一方で、数年にわたって検査の間隔が空いてしまうと、見つかった時にはすでに内視鏡では治療できない進行がんに進んでいることもあります。
また、除菌後胃がんは除菌の3年以内に見つかることが多いですが、中には10年以上経ってから発見されるケースもあります。(実際、上記の2例は除菌から10年以上が経過していました。)
ピロリ菌を除菌した方へ
ピロリ菌の除菌は、胃がんを予防する上でとても有効です。
しかし、「除菌=安心」ではありません。
胃の粘膜がすでに萎縮している方、腸上皮化生がある方、また過去に胃がんを治療された方は、除菌後も胃がんが発生するリスクが残ります。

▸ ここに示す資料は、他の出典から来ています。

#![forbid(unsafe_code)]

//! Minimal structural selectors.
//!
//! The engine locates host landmarks through a deliberately small selector
//! language: `tag`, `#id`, `[attr]`, `[attr=value]`, combined into compounds
//! (`tag#id[attr]`) and descendant chains separated by whitespace. Anything
//! richer belongs to the host contract, not here — these selectors are a
//! fragile, versioned agreement with the host page structure and are kept
//! easy to audit.

use crate::document::{Document, NodeId};

/// One attribute requirement: present, or present with an exact value.
#[derive(Clone, Debug, PartialEq, Eq)]
struct AttrPredicate {
    name: String,
    value: Option<String>,
}

/// A single compound (`tag#id[attr=value]...`).
#[derive(Clone, Debug, Default, PartialEq, Eq)]
struct Compound {
    tag: Option<String>,
    id: Option<String>,
    attrs: Vec<AttrPredicate>,
}

/// A parsed selector: a descendant chain of compounds.
#[derive(Clone, Debug, PartialEq, Eq)]
pub struct Selector {
    parts: Vec<Compound>,
}

impl Selector {
    /// Parse a selector string. Returns `None` for empty or malformed input.
    pub fn parse(input: &str) -> Option<Self> {
        let mut parts = Vec::new();
        for token in input.split_whitespace() {
            parts.push(parse_compound(token)?);
        }
        if parts.is_empty() {
            return None;
        }
        Some(Self { parts })
    }

    /// Whether `node` matches the full chain (ancestors satisfy the leading
    /// compounds in order).
    pub fn matches(&self, doc: &Document, node: NodeId) -> bool {
        let (last, ancestors) = match self.parts.split_last() {
            Some(split) => split,
            None => return false,
        };
        if !compound_matches(doc, node, last) {
            return false;
        }
        let mut remaining = ancestors.iter().rev();
        let mut want = remaining.next();
        let mut cur = doc.parent(node);
        while let (Some(compound), Some(n)) = (want, cur) {
            if compound_matches(doc, n, compound) {
                want = remaining.next();
            }
            cur = doc.parent(n);
        }
        want.is_none()
    }

    /// First matching node in depth-first document order under `from`
    /// (inclusive).
    pub fn query(&self, doc: &Document, from: NodeId) -> Option<NodeId> {
        let mut stack = vec![from];
        while let Some(n) = stack.pop() {
            if self.matches(doc, n) {
                return Some(n);
            }
            // Push in reverse so the first child is visited first.
            for &c in doc.children(n).iter().rev() {
                stack.push(c);
            }
        }
        None
    }

    /// All matching nodes in depth-first document order under `from`.
    pub fn query_all(&self, doc: &Document, from: NodeId) -> Vec<NodeId> {
        let mut out = Vec::new();
        let mut stack = vec![from];
        while let Some(n) = stack.pop() {
            if self.matches(doc, n) {
                out.push(n);
            }
            for &c in doc.children(n).iter().rev() {
                stack.push(c);
            }
        }
        out
    }
}

fn compound_matches(doc: &Document, node: NodeId, compound: &Compound) -> bool {
    if let Some(tag) = &compound.tag {
        if doc.tag(node) != Some(tag.as_str()) {
            return false;
        }
    }
    if let Some(id) = &compound.id {
        if doc.get_attribute(node, "id") != Some(id.as_str()) {
            return false;
        }
    }
    for pred in &compound.attrs {
        match (&pred.value, doc.get_attribute(node, &pred.name)) {
            (None, Some(_)) => {}
            (Some(want), Some(got)) if want == got => {}
            _ => return false,
        }
    }
    true
}

fn parse_compound(token: &str) -> Option<Compound> {
    let mut compound = Compound::default();
    let mut rest = token;
    // Leading tag name.
    let tag_end = rest
        .find(|c| c == '#' || c == '[')
        .unwrap_or(rest.len());
    if tag_end > 0 {
        compound.tag = Some(rest[..tag_end].to_string());
        rest = &rest[tag_end..];
    }
    while !rest.is_empty() {
        if let Some(after) = rest.strip_prefix('#') {
            let end = after.find('[').unwrap_or(after.len());
            if end == 0 {
                return None;
            }
            compound.id = Some(after[..end].to_string());
            rest = &after[end..];
        } else if let Some(after) = rest.strip_prefix('[') {
            let close = after.find(']')?;
            let body = &after[..close];
            let pred = match body.split_once('=') {
                Some((name, value)) => AttrPredicate {
                    name: name.to_string(),
                    value: Some(value.trim_matches('"').to_string()),
                },
                None => AttrPredicate {
                    name: body.to_string(),
                    value: None,
                },
            };
            if pred.name.is_empty() {
                return None;
            }
            compound.attrs.push(pred);
            rest = &after[close + 1..];
        } else {
            return None;
        }
    }
    if compound.tag.is_none() && compound.id.is_none() && compound.attrs.is_empty() {
        return None;
    }
    Some(compound)
}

そのため、除菌後の方こそ、定期的な胃カメラ検査を続けることが大切です。
特に年1回の検査を継続することで、もし再発や新たながんができても、早期発見・早期治療が可能になります。
まとめ
ピロリ菌を除菌しても、胃がんのリスクはゼロにはなりません。
だからこそ、年に一度の胃カメラで「安心を確認する」ことが大切です。
早期に見つかれば、体への負担が少ない**内視鏡治療(ESD)**で完治が可能です。
「もう除菌したから大丈夫」と思わず、ぜひ一度、胃のチェックを受けてみてください。
当院では、ピロリ菌除菌後のフォローアップや再発チェックも含め、皆さまの胃の健康を長く見守る診療を行っています。
参考文献
鎌田 智有ほか.胃と腸 2008; 43: 1810-19.
兒玉 雅明ほか. 日本ヘリコバクター学会誌 2023; 37-45.
貝瀬 満ほか.消化器内視鏡 2022; 34: 175-83.
野中 康一ほか.上部・下部消化管内視鏡診断㊙︎ノート 2.医学書院, 2018.
注:「今月の1例」は、今月に内視鏡を行なった症例とは限りません。過去の症例も含まれます。